For anyone who has read this far and is wondering whether all of this was worth the effort — Moroni's answer, from the last page of a record buried for 1,400 years, is simply: ask God. He will tell you himself.

Common questions about Moroni

How long was Moroni alone before burying the plates?
Based on dates in the record, Moroni was alone for at least 15-20 years after the final battle, possibly much longer. He says in Mormon 8 that he had expected to finish quickly but was given more time. The Book of Ether, his father's letters, and his own ten-chapter book represent years of writing done in isolation. The sheer volume of what he added suggests a long period of solitary writing, wandering to stay safe from Lamanite forces that would kill him if found.
What does Moroni 10:4-5 actually promise?
Moroni 10:4-5 promises that anyone who reads the Book of Mormon, ponders it, and asks God sincerely — with real intent and faith in Christ — will receive a personal confirmation through the Holy Ghost that it is true. The promise has specific conditions: sincere heart (genuine openness, not performance), real intent (actually willing to act on the answer received), and faith in Christ. The promised result is not a feeling of comfort but a spiritual manifestation of truth — a direct communication from God.
What is Mormon's letter about infant baptism in Moroni 8?

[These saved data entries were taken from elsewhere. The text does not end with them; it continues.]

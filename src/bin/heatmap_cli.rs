//! Option Heatmap CLI
//!
//! Fetches a chain, resolves one contract and prints its P&L heatmap.
//! Without `--exp` it lists expirations; without `--strike` it lists strikes.

use clap::Parser;
use std::path::PathBuf;
use tracing_subscriber::EnvFilter;

use option_heatmap::prelude::*;

#[derive(Parser)]
#[command(name = "heatmap_cli")]
#[command(about = "Print a Black-Scholes P&L heatmap for one option")]
struct Args {
    /// Underlying ticker, e.g. AAPL
    ticker: String,

    /// Expiration date (YYYY-MM-DD)
    #[arg(long)]
    exp: Option<String>,

    /// Strike price
    #[arg(long)]
    strike: Option<f64>,

    /// Price the put instead of the call
    #[arg(long)]
    put: bool,

    /// Lowest underlying price (0 with --range-max 0 for the default range)
    #[arg(long, default_value = "0")]
    range_min: f64,

    /// Highest underlying price
    #[arg(long, default_value = "0")]
    range_max: f64,

    /// Fixed risk-free rate (fraction) instead of fetching ^IRX
    #[arg(long)]
    rate: Option<f64>,

    /// Path to configuration file (TOML)
    #[arg(long, short)]
    config: Option<PathBuf>,
}

fn print_grid(grid: &HeatmapGrid) {
    print!("{:>10} |", "Price\\DTE");
    for day in &grid.cols {
        print!(" {:>6}", day);
    }
    println!();
    println!("{}", "-".repeat(12 + 7 * grid.cols.len()));

    for (price, row) in grid.rows.iter().zip(grid.values.outer_iter()) {
        print!("{:>10.2} |", price);
        for value in row.iter() {
            print!(" {:>6.1}", value);
        }
        println!();
    }
}

fn run(args: Args) -> HeatmapResult<()> {
    let config = AppConfig::load_or_default(args.config.as_deref())?;
    let yahoo = YahooClient::new(config.market_data);
    let option_type = if args.put { OptionType::Put } else { OptionType::Call };

    let chain = yahoo.fetch_chain(&args.ticker)?;
    println!("{} underlying: ${:.2}", args.ticker.to_uppercase(), chain.underlying_price);

    let Some(exp) = args.exp else {
        println!("\nExpirations:");
        for exp in &chain.expirations {
            println!("  {}", exp);
        }
        return Ok(());
    };

    let Some(strike) = args.strike else {
        println!("\n{} strikes for {}:", option_type, exp);
        for strike in chain.strikes(&exp, option_type) {
            println!("  {:.2}", strike);
        }
        return Ok(());
    };

    let records = chain.side(option_type);
    let contract = match args.rate {
        Some(rate) => resolve_today(records, &exp, strike, option_type, &FixedRate(rate))?,
        None => resolve_today(records, &exp, strike, option_type, &yahoo)?,
    };

    println!("\nContract:");
    println!("  Type:     {}", contract.option_type);
    println!("  Strike:   ${:.2}", contract.strike_price);
    println!("  Time:     {:.0} days", contract.time_to_expiry * 365.0);
    println!("  Vol:      {:.2}%", contract.implied_volatility * 100.0);
    println!("  Rate:     {:.2}%", contract.risk_free_rate * 100.0);
    println!("  Last:     ${:.2}\n", contract.last_traded_price);

    let grid = generate(&contract, args.range_min, args.range_max)?;
    println!("P&L vs last price (%):");
    print_grid(&grid);

    Ok(())
}

fn main() {
    tracing_subscriber::fmt()
        .with_env_filter(
            EnvFilter::try_from_default_env().unwrap_or_else(|_| EnvFilter::new("warn")),
        )
        .init();

    if let Err(e) = run(Args::parse()) {
        eprintln!("Error: {}", e);
        std::process::exit(1);
    }
}
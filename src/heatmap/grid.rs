//! Heatmap engine
//!
//! Revalues a contract with Black-Scholes at every (price, day) cell and
//! reports the percentage P&L against the contract's last traded price.

use ndarray::Array2;
use serde::ser::{Serialize, Serializer};

use super::axes::build_axes;
use crate::core::{Contract, HeatmapError, HeatmapResult, OptionType};
use crate::models::black_scholes;

/// Percentage P&L grid with its axis labels
#[derive(Debug, Clone, PartialEq)]
pub struct HeatmapGrid {
    /// Underlying price levels, descending
    pub rows: Vec<f64>,
    /// Days to expiration, descending
    pub cols: Vec<i64>,
    /// `values[[i, j]]` is the P&L at `(rows[i], cols[j])`
    pub values: Array2<f64>,
}

impl HeatmapGrid {
    /// (rows, cols)
    pub fn dim(&self) -> (usize, usize) {
        self.values.dim()
    }

    /// Cell lookup by axis labels
    pub fn value_at(&self, price: f64, days: i64) -> Option<f64> {
        let i = self.rows.iter().position(|&p| p == price)?;
        let j = self.cols.iter().position(|&d| d == days)?;
        self.values.get([i, j]).copied()
    }

    /// Row-major nested vectors
    pub fn to_rows(&self) -> Vec<Vec<f64>> {
        self.values.outer_iter().map(|row| row.to_vec()).collect()
    }
}

/// Wire shape expected by the front end: `{index, columns, values}`
impl Serialize for HeatmapGrid {
    fn serialize<S: Serializer>(&self, serializer: S) -> Result<S::Ok, S::Error> {
        #[derive(serde::Serialize)]
        struct Table<'a> {
            index: &'a [f64],
            columns: &'a [i64],
            values: Vec<Vec<f64>>,
        }

        Table {
            index: &self.rows,
            columns: &self.cols,
            values: self.to_rows(),
        }
        .serialize(serializer)
    }
}

fn round_tenths(value: f64) -> f64 {
    (value * 10.0).round() / 10.0
}

/// Percentage change of `theoretical` over `baseline`, one decimal place
pub fn pnl_percent(theoretical: f64, baseline: f64) -> f64 {
    round_tenths((theoretical - baseline) / baseline * 100.0)
}

/// Model price of `contract` with the underlying at `spot` and `time` years left.
///
/// An explicit range may start at zero; an underlying worth nothing leaves
/// a call worthless and a put worth the discounted strike.
fn cell_price(contract: &Contract, spot: f64, time: f64) -> HeatmapResult<f64> {
    if spot == 0.0 {
        return Ok(match contract.option_type {
            OptionType::Call => 0.0,
            OptionType::Put => contract.strike_price * (-contract.risk_free_rate * time).exp(),
        });
    }

    black_scholes::price(
        spot,
        contract.strike_price,
        time,
        contract.implied_volatility,
        contract.risk_free_rate,
        contract.option_type,
    )
}

/// Generate the P&L heatmap for `contract`.
///
/// Pass `range_min = range_max = 0` for the default price range around the
/// underlying; see [`build_axes`](super::axes::build_axes).
pub fn generate(contract: &Contract, range_min: f64, range_max: f64) -> HeatmapResult<HeatmapGrid> {
    let baseline = contract.last_traded_price;
    if baseline == 0.0 || !baseline.is_finite() {
        return Err(HeatmapError::invalid_argument(format!(
            "last traded price must be non-zero to compute P&L, got {}",
            baseline
        )));
    }

    let axes = build_axes(
        contract.time_to_expiry,
        contract.option_type,
        range_min,
        range_max,
        contract.underlying_price,
    )?;

    let mut values = Array2::<f64>::zeros((axes.row_prices.len(), axes.col_days.len()));
    for ((i, j), cell) in values.indexed_iter_mut() {
        let time = axes.col_days[j] as f64 / 365.0;
        let theoretical = cell_price(contract, axes.row_prices[i], time)?;
        *cell = pnl_percent(theoretical, baseline);
    }

    tracing::debug!(
        "Generated {}x{} {} heatmap for strike {}",
        axes.row_prices.len(),
        axes.col_days.len(),
        contract.option_type,
        contract.strike_price
    );

    Ok(HeatmapGrid {
        rows: axes.row_prices,
        cols: axes.col_days,
        values,
    })
}

#[cfg(test)]
mod tests {
    use super::*;

    fn contract(option_type: OptionType) -> Contract {
        Contract {
            underlying_price: 100.0,
            strike_price: 100.0,
            time_to_expiry: 1.0,
            implied_volatility: 0.20,
            risk_free_rate: 0.05,
            option_type,
            last_traded_price: 10.4506,
        }
    }

    #[test]
    fn test_dimensions_match_axes() {
        let grid = generate(&contract(OptionType::Call), 0.0, 0.0).unwrap();
        let (n_rows, n_cols) = grid.dim();

        assert_eq!(n_rows, grid.rows.len());
        assert_eq!(n_cols, grid.cols.len());
        assert_eq!(n_rows, 30);
        assert!(grid.to_rows().iter().all(|r| r.len() == n_cols));
    }

    #[test]
    fn test_fair_price_cell_is_flat() {
        // Last price equals the model price at spot and full horizon
        let grid = generate(&contract(OptionType::Call), 0.0, 0.0).unwrap();
        let cell = grid.value_at(100.0, 365).unwrap();

        assert!(cell.abs() <= 0.1, "expected ~0% P&L, got {}", cell);
    }

    #[test]
    fn test_call_gains_with_price_and_loses_with_time() {
        let grid = generate(&contract(OptionType::Call), 0.0, 0.0).unwrap();

        // Higher rows are higher prices: P&L decreases down each column
        for j in 0..grid.cols.len() {
            let column = grid.values.column(j);
            assert!(column.iter().zip(column.iter().skip(1)).all(|(a, b)| a >= b));
        }

        // At the money, value decays toward expiry
        let i = grid.rows.iter().position(|&p| p == 100.0).unwrap();
        let row = grid.values.row(i);
        assert!(row[0] > row[row.len() - 1]);
    }

    #[test]
    fn test_expiry_column_is_near_intrinsic() {
        let c = contract(OptionType::Put);
        let short = Contract {
            time_to_expiry: 0.1,
            last_traded_price: 5.0,
            ..c
        };
        let grid = generate(&short, 80.0, 110.0).unwrap();

        let expiry = *grid.cols.last().unwrap();
        assert_eq!(expiry, 0);
        // Put at 80 is worth ~20 at expiry, +300% over a 5.00 baseline
        assert_eq!(grid.value_at(80.0, 0), Some(300.0));
        // Far out of the money put expires worthless
        assert_eq!(grid.value_at(109.0, 0), Some(-100.0));
    }

    #[test]
    fn test_range_from_zero_prices_bottom_row() {
        let call = generate(&contract(OptionType::Call), 0.0, 150.0).unwrap();
        assert_eq!(call.rows[29], 0.0);
        assert!(call.values.row(29).iter().all(|&v| v == -100.0));

        let put = Contract {
            last_traded_price: 5.5735,
            ..contract(OptionType::Put)
        };
        let grid = generate(&put, 0.0, 150.0).unwrap();
        assert!(grid.values.iter().all(|v| v.is_finite()));

        // Worthless underlying: put pays the discounted strike
        let full_horizon = grid.value_at(0.0, 365).unwrap();
        let expected = pnl_percent(100.0 * (-0.05_f64).exp(), 5.5735);
        assert_eq!(full_horizon, expected);
    }

    #[test]
    fn test_zero_baseline_rejected() {
        let c = Contract {
            last_traded_price: 0.0,
            ..contract(OptionType::Call)
        };
        assert!(matches!(generate(&c, 0.0, 0.0), Err(HeatmapError::InvalidArgument(_))));
    }

    #[test]
    fn test_zero_vol_propagates_domain_error() {
        let c = Contract {
            implied_volatility: 0.0,
            ..contract(OptionType::Call)
        };
        assert!(matches!(generate(&c, 0.0, 0.0), Err(HeatmapError::Domain(_))));
    }

    #[test]
    fn test_bad_range_propagates() {
        let result = generate(&contract(OptionType::Call), 120.0, 90.0);
        assert!(matches!(result, Err(HeatmapError::InvalidArgument(_))));
    }

    #[test]
    fn test_serializes_as_table() {
        let grid = generate(&contract(OptionType::Call), 90.0, 120.0).unwrap();
        let value = serde_json::to_value(&grid).unwrap();

        assert_eq!(value["index"].as_array().unwrap().len(), 30);
        assert_eq!(value["columns"][0], 365);
        assert_eq!(value["values"].as_array().unwrap().len(), 30);
        assert_eq!(value["values"][0].as_array().unwrap().len(), grid.cols.len());
    }

    #[test]
    fn test_pnl_percent_rounding() {
        assert_eq!(pnl_percent(12.0, 10.0), 20.0);
        assert_eq!(pnl_percent(10.04, 10.0), 0.4);
        assert_eq!(pnl_percent(0.0, 3.0), -100.0);
    }
}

Mormon's letter in Moroni 8 is a clear theological argument against baptizing infants. He reasons that baptism is for the remission of sins, and that little children have no sins — they are covered by Christ's atonement because they are incapable of accountability. He is unusually direct: baptizing infants denies the atonement and mocks God. His argument is both theological (from the doctrine of Christ) and pastoral (from the principle that God would not condemn a child for the sin of not being baptized before they die).
Why did Moroni bury the plates instead of giving them to someone?
By the time Moroni was ready to close the record, there was no one left to give them to. The Nephite civilization was entirely destroyed. The Lamanites, who now controlled the land, would have destroyed the plates if they found them. Burying them in the hill where his father had already deposited most of the records was the only way to preserve them. He was specifically guided to the location (a hill in what is now upstate New York, where Joseph Smith later found them) as the place of deposit for future retrieval.